Amid growing concern about online safety for minors, including the threats of bullying and various other kinds of harassment, on April 13 Facebook unveiled its new "Safety Center" -- an online
resource center for parents consisting of guidelines, advice, a Q&A section, and links to organizations with more information about keeping teens safe online.
If I had to summarize my
reaction -- as a non-parent -- to the Safety Center in one word, it would be "exhausting." As in, dear God, having kids must be exhausting. The litany of questions in the Q&A section is enough to make
you consider monasticism: "How should I help my child use this site wisely? What if my child sees inappropriate content or offensive material on the site? What happens when I report someone? How can
my teen report abuse? What should I do if my teen is being cyberbullied? What if my teen's current or ex-boyfriend/girlfriend is controlling or monitoring what they do through Facebook? What should my
teen do if someone has posted an objectionable photo on Facebook? Can I use a 'media agreement' to build trust with my teen? Can I 'friend' my teen?"
My favorite question, located in a section
contributed by Facebook's safety partner CommonSense Media: "How can I understand my teen's connected world?" I can almost see the frazzled middle-aged mother behind this plaintive call for help.
CommonSense sensibly advises: "Keep an open mind. We don't see the world the way our kids do. We don't help our kids when we judge their lives through the lens of a non-digital world. It's important
for us to understand that our kids will spend their lives in a connected world where everyone participates in communication and creation."
On reflection, parents today face an unprecedented
challenge in the form of communications technology which is evolving far beyond their capacity to keep up -- meaning, even being able to understand what is happening, let along police it. There has
really never been anything like this before: for most of its history the telephone was a communal tool in the home whose use was easy enough to monitor. More importantly, ill-advised over-sharing on
the phone didn't have the enduring, and-here's-the-photos-to-prove-it quality of an online misstep.
This puts parents in a quandary, and CommonSense's advice is helpful here -- but only to a
degree: "Parents can't afford to be technophobic. Our kids adopt technologies faster than we do. This fact upsets the parent/child relationship. So get in the game. Have your kids show you how to do
something if you don't know." Of course, there's an obvious problem with making parents' ability to police their children dependent on the children explaining what they need to police: this might
work in some families, but what about situations where the parent-child relationship is, shall we say, somewhat adversarial? This is like police asking bank robbers to please provide their getaway
route and vehicle description, directions to hideout, personal identifying information, etc.

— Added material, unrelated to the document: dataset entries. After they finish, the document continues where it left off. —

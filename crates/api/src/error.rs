//! API error types with HTTP response mapping.

use axum::http::StatusCode;
use axum::response::{IntoResponse, Response};
use cart::{CartError, CatalogError};
use cart_store::StoreError;

/// API-level error type that maps to HTTP responses.
#[derive(Debug)]
pub enum ApiError {
    /// Bad request from the client.
    BadRequest(String),
    /// The caller did not identify itself.
    Unauthenticated(String),
    /// Cart engine error.
    Cart(CartError),
    /// Product catalog error.
    Catalog(CatalogError),
}

impl IntoResponse for ApiError {
    fn into_response(self) -> Response {
        let (status, message) = match self {
            ApiError::BadRequest(msg) => (StatusCode::BAD_REQUEST, msg),
            ApiError::Unauthenticated(msg) => (StatusCode::UNAUTHORIZED, msg),
            ApiError::Cart(err) => cart_error_to_response(err),
            ApiError::Catalog(err) => catalog_error_to_response(err),
        };

        if status.is_server_error() {
            tracing::error!(error = %message, "internal server error");
        }

        let body = serde_json::json!({ "error": message });
        (status, axum::Json(body)).into_response()
    }
}

fn cart_error_to_response(err: CartError) -> (StatusCode, String) {
    let status = match &err {
        CartError::NotFound { .. } => StatusCode::NOT_FOUND,
        CartError::AlreadyInCart { .. } => StatusCode::CONFLICT,
        CartError::Unavailable(_)
        | CartError::InsufficientStock { .. }
        | CartError::AmountOverflow { .. } => StatusCode::UNPROCESSABLE_ENTITY,
        CartError::InvalidQuantity(_) => StatusCode::BAD_REQUEST,
        CartError::Unauthorized { .. } => StatusCode::FORBIDDEN,
        CartError::LockTimeout(_) => StatusCode::SERVICE_UNAVAILABLE,
        CartError::Store(
            StoreError::ConcurrencyConflict { .. }
            | StoreError::DuplicateOwner(_)
            | StoreError::DuplicateItem { .. },
        ) => StatusCode::CONFLICT,
        CartError::Catalog(catalog_err) => catalog_status(catalog_err),
        CartError::Invariant(_) | CartError::Store(_) => StatusCode::INTERNAL_SERVER_ERROR,
    };
    (status, err.to_string())
}

fn catalog_error_to_response(err: CatalogError) -> (StatusCode, String) {
    (catalog_status(&err), err.to_string())
}

fn catalog_status(err: &CatalogError) -> StatusCode {
    match err {
        CatalogError::ProductNotFound(_) => StatusCode::NOT_FOUND,
        CatalogError::InvalidDiscount(_) | CatalogError::InvalidPrice(_) => {
            StatusCode::BAD_REQUEST
        }
        CatalogError::Unavailable(_) => StatusCode::SERVICE_UNAVAILABLE,
    }
}

impl From<CartError> for ApiError {
    fn from(err: CartError) -> Self {
        ApiError::Cart(err)
    }
}

impl From<CatalogError> for ApiError {
    fn from(err: CatalogError) -> Self {
        ApiError::Catalog(err)
    }
}
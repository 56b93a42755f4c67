use cart::{CartId, ProductId};
use serde::Serialize;

/// What a sweep does to each cart holding the product.
#[derive(Debug, Clone, Copy, PartialEq, Eq, Serialize)]
#[serde(rename_all = "snake_case")]
pub enum SweepKind {
    Reprice,
    Removal,
}

impl SweepKind {
    pub fn as_str(&self) -> &'static str {
        match self {
            SweepKind::Reprice => "reprice",
            SweepKind::Removal => "removal",
        }
    }
}

impl std::fmt::Display for SweepKind {
    fn fmt(&self, f: &mut std::fmt::Formatter<'_>) -> std::fmt::Result {
        f.write_str(self.as_str())
    }
}

/// Outcome of one reconciliation sweep over the carts holding a product.
#[derive(Debug, Clone, PartialEq, Eq, Serialize)]
pub struct SweepReport {
    pub product_id: ProductId,
    pub kind: SweepKind,
    /// Carts updated (or already up to date).
    pub reconciled: usize,
    /// Carts that no longer held the product once their lock was granted.
    pub skipped: usize,
    /// Carts that could not be reconciled, with the reason.
    pub failed: Vec<(CartId, String)>,
}

impl SweepReport {
    pub fn new(product_id: ProductId, kind: SweepKind) -> Self {
        Self {
            product_id,
            kind,
            reconciled: 0,
            skipped: 0,
            failed: Vec::new(),
        }
    }

    /// Number of carts the sweep visited.
    pub fn visited(&self) -> usize {
        self.reconciled + self.skipped + self.failed.len()
    }

    /// Returns true if no cart failed.
    pub fn is_clean(&self) -> bool {
        self.failed.is_empty()
    }
}
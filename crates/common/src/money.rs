use serde::{Deserialize, Serialize};

/// Money amount represented in cents to avoid floating point drift.
///
/// Cart totals are maintained incrementally across many independent
/// operations, so every snapshot and total uses this fixed-point type.
/// Arithmetic is checked only; there are no wrapping operators.
#[derive(
    Debug, Clone, Copy, PartialEq, Eq, PartialOrd, Ord, Hash, Default, Serialize, Deserialize,
)]
#[serde(transparent)]
pub struct Money(i64);

impl Money {
    /// Creates a new Money amount from cents.
    pub const fn from_cents(cents: i64) -> Self {
        Self(cents)
    }

    /// Creates a new Money amount from a whole number of currency units.
    ///
    /// Saturates at the bounds of the cent range instead of wrapping.
    pub const fn from_units(units: i64) -> Self {
        Self(units.saturating_mul(100))
    }

    /// Returns zero money.
    pub const fn zero() -> Self {
        Self(0)
    }

    /// Returns the amount in cents.
    pub const fn cents(&self) -> i64 {
        self.0
    }

    /// Returns true if the amount is zero.
    pub fn is_zero(&self) -> bool {
        self.0 == 0
    }

    /// Returns true if the amount is negative.
    pub fn is_negative(&self) -> bool {
        self.0 < 0
    }

    /// Adds two amounts. Returns `None` if the sum leaves the `i64` cent range.
    pub fn checked_add(self, rhs: Money) -> Option<Money> {
        self.0.checked_add(rhs.0).map(Money)
    }

    /// Subtracts `rhs`. Returns `None` if the difference leaves the `i64` cent range.
    pub fn checked_sub(self, rhs: Money) -> Option<Money> {
        self.0.checked_sub(rhs.0).map(Money)
    }

    /// Multiplies by a line quantity. Returns `None` on overflow.
    pub fn checked_times(self, quantity: u32) -> Option<Money> {
        self.0.checked_mul(i64::from(quantity)).map(Money)
    }
}

impl std::fmt::Display for Money {
    fn fmt(&self, f: &mut std::fmt::Formatter<'_>) -> std::fmt::Result {
        let sign = if self.0 < 0 { "-" } else { "" };
        let abs = self.0.unsigned_abs();
        write!(f, "{sign}{}.{:02}", abs / 100, abs % 100)
    }
}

Meanwhile I can imagine some of Facebook's other provisos probably rub parents the wrong way. For
example, while a parent might assume they have the right to monitor and delete their child's Facebook page if the child is between the ages of 13-17 (and in fact I kind of assumed that they did)
that's not the case: "We appreciate your concern for your child's use of our website, but unfortunately we cannot give you access to the account or take any action on the account at your request."
Basically, Facebook says you're on your own here: "We encourage parents to exercise any discretion they can on their own computers and in overseeing their kids' internet use."
What struck me
as most interesting about the Facebook Safety Center is that, with all its advice and guidelines, the site can't really help parents address what must be one of their biggest concerns: online
predators who use the site to make contact with potential victims. The best parents can do is remind teens that "People aren't necessarily who they say they are in cyberspace," and institute rules
that "They should never send pictures to strangers" and "If they meet someone, it better be in a public place, with a friend."
This is good advice, and I'm not criticizing Facebook or saying
they're not doing enough. But the fact is, the limited nature of these measures is bound to leave parents with a certain amount of anxiety that simply can't be remedied -- reflecting the chaotic
freedom of the Internet and the insecurity that comes with life in an open society. And oh yes, the exhaustion that comes from having teenage children.